Voice is the next frontier of conversational AI. It is the most natural modality for people to chat and interact with another intelligent being. However, the voice AI software stack is complex, with many moving parts. Docker has emerged as one of the most useful tools for AI agent deployment.
In this article, we’ll explore how to use open-source technologies and Docker to create voice AI agents that utilize your custom knowledge base, voice style, actions, fine-tuned AI models, and run on your own computer. It is based on a talk I recently gave at the Docker Captains Summit in Istanbul.
Docker and AI
Most developers consider Docker the “container store” for software. The Docker container provides a reliable and reproducible environment for developing software locally on your own machine and then shipping it to the cloud. It also provides a safe sandbox to isolate, run, and scale user-submitted software in the cloud. For complex AI applications, Docker provides a suite of tools that makes it easy for developers and platform engineers to build and deploy.

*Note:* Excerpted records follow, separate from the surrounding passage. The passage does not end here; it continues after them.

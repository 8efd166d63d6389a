use std::time::Duration;

use reqwest::Client;
use serde::Deserialize;
use tracing::debug;
use uuid::Uuid;

use crate::clients::{OwnerProfile, ProfileClient};
use crate::error::{AppError, Result};

#[derive(Debug, Deserialize)]
struct ProfileEnvelope {
    #[allow(dead_code)]
    message: String,
    data: OwnerProfile,
}

/// HTTP client for the user service.
pub struct HttpProfileClient {
    client: Client,
    base_url: String,
}

impl HttpProfileClient {
    pub fn new(base_url: &str, timeout: Duration) -> Result<Self> {
        let client = Client::builder()
            .timeout(timeout)
            .build()
            .map_err(|e| AppError::Upstream(format!("failed to build HTTP client: {e}")))?;

        Ok(Self {
            client,
            base_url: base_url.trim_end_matches('/').to_string(),
        })
    }
}

#[async_trait::async_trait]
impl ProfileClient for HttpProfileClient {
    async fn fetch_profile(&self, owner_id: Uuid) -> Result<OwnerProfile> {
        let url = format!("{}/api/v1/users/{}", self.base_url, owner_id);
        debug!(%owner_id, "fetching owner profile");

        let response = self
            .client
            .get(&url)
            .send()
            .await
            .map_err(|e| AppError::Upstream(format!("profile request failed: {e}")))?;

        if !response.status().is_success() {
            return Err(AppError::Upstream(format!(
                "profile request returned {}",
                response.status()
            )));
        }

        let envelope = response
            .json::<ProfileEnvelope>()
            .await
            .map_err(|e| AppError::Upstream(format!("profile response parse failed: {e}")))?;

        Ok(envelope.data)
    }
}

- The Docker container is a great tool for running software components and functions in an AI agent system. It can run web servers, API servers, workflow orchestrators, LLM actions or tool calls, code interpreters, simulated web browsers, search engines, and vector databases.

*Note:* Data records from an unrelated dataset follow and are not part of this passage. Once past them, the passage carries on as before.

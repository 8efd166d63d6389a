/// Request-context utilities for post-service
///
/// Token verification lives upstream (gateway/auth layer); by the time a
/// request reaches this service the caller identity arrives as a trusted
/// `X-User-Id` header. The extractor here surfaces it to handlers.
pub mod permissions;

pub use permissions::check_post_ownership;

use std::future::{ready, Ready};

use actix_web::{FromRequest, HttpRequest};
use uuid::Uuid;

use crate::error::AppError;

/// Trusted caller identity for the current request.
#[derive(Debug, Clone, Copy, PartialEq, Eq)]
pub struct CallerId(pub Uuid);

impl FromRequest for CallerId {
    type Error = AppError;
    type Future = Ready<Result<Self, Self::Error>>;

    fn from_request(req: &HttpRequest, _: &mut actix_web::dev::Payload) -> Self::Future {
        let caller = req
            .headers()
            .get("X-User-Id")
            .and_then(|v| v.to_str().ok())
            .and_then(|v| Uuid::parse_str(v).ok())
            .map(CallerId)
            .ok_or_else(|| AppError::Unauthorized("missing caller identity".into()));

        ready(caller)
    }
}

#[cfg(test)]
mod tests {
    use super::*;
    use actix_web::test::TestRequest;

    #[actix_web::test]
    async fn extracts_caller_from_header() {
        let id = Uuid::new_v4();
        let req = TestRequest::default()
            .insert_header(("X-User-Id", id.to_string()))
            .to_http_request();

        let caller = CallerId::extract(&req).await.unwrap();
        assert_eq!(caller, CallerId(id));
    }

    #[actix_web::test]
    async fn rejects_missing_header() {
        let req = TestRequest::default().to_http_request();
        assert!(CallerId::extract(&req).await.is_err());
    }

    #[actix_web::test]
    async fn rejects_malformed_header() {
        let req = TestRequest::default()
            .insert_header(("X-User-Id", "not-a-uuid"))
            .to_http_request();
        assert!(CallerId::extract(&req).await.is_err());
    }
}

- With the NVIDIA Container Toolkit, you can access the host machine’s GPU from inside Docker containers, enabling you to run inference applications such as LlamaEdge that serve open-source AI models inside the container.
- The Docker Model Runner runs OpenAI-compatible API servers for open-source LLMs locally on your own computer.
- The Docker MCP Toolkit provides an easy way to run MCP servers in containers and make them available to AI agents.
The EchoKit platform provides a set of Docker images and utilizes Docker tools to simplify the deployment of complex AI workflows.
EchoKit
The EchoKit consists of a server and a client. The client could be an ESP32-based hardware device that can listen for user voices using a microphone, stream the voice data to the server, receive and play the server’s voice response through a speaker. EchoKit provides the device hardware specifications and firmware under open-source licenses. To see it in action, check out the following video demos.
- EchoKit tells the story about the Diana exhibit at the MET museum
- EchoKit recommends BBQ in a Texas accent
- EchoKit helps a user practice for the US Civics test
You can check out the GitHub repo for EchoKit.
The AI agent orchestrator
The EchoKit server is an open-source AI service orchestrator focused on real-time voice use cases. It starts up a WebSocket server that listens for streaming audio input and returns streaming audio responses. It ties together multiple AI models, including voice activity detection (VAD), automatic speech recognition (ASR), large language models (LLM), and text-to-speech (TTS), using one model’s output as the input for the next model.
You can start an EchoKit server on your local computer and configure the EchoKit device to access it over the local WiFi network. The “edge server” setup reduces network latency, which is crucial for voice AI applications.
The EchoKit team publishes a multi-platform Docker image that you can use directly to start an EchoKit server. The following command starts the EchoKit server with your own config.toml file and runs in the background.
docker run --rm \
-p 8080:8080 \
-v $(pwd)/config.toml:/app/config.toml \
secondstate/echokit:latest-server &
The config.toml file is mapped into the container to configure how the EchoKit server utilizes various AI services in its voice response workflow. The following is an example of config.toml. It starts the WebSocket server on port 8080. That’s why in the Docker command, we map the container’s port 8080 to the same port on the host. That allows the EchoKit server to be accessible through the host computer’s IP address. The rest of the config.toml specifies how to access the ASR, LLM, and TTS models to generate a voice response for the input voice data.
addr = "0.0.0.0:8080"
hello_wav = "hello.wav"
[asr]
platform = "openai"
url = "https://api.groq.com/openai/v1/audio/transcriptions"
api_key = "gsk_XYZ"
model = "whisper-large-v3"
lang = "en"
prompt = "Hello\n你好\n(noise)\n(bgm)\n(silence)\n"
[llm]
platform = "openai_chat"
url = "https://api.groq.com/openai/v1/chat/completions"
api_key = "gsk_XYZ"
model = "openai/gpt-oss-20b"
history = 20
[tts]
platform = "elevenlabs"
url = "wss://api.elevenlabs.io/v1/text-to-speech/"
token = "sk_xyz"
voice = "VOICE-ID-ABCD"
[[llm.sys_prompts]]
role = "system"
content = """
You are a comedian. Engage in lighthearted and humorous conversation with the user. Tell jokes when appropriate.
"""
The AI services configured for the above EchoKit server are as follows.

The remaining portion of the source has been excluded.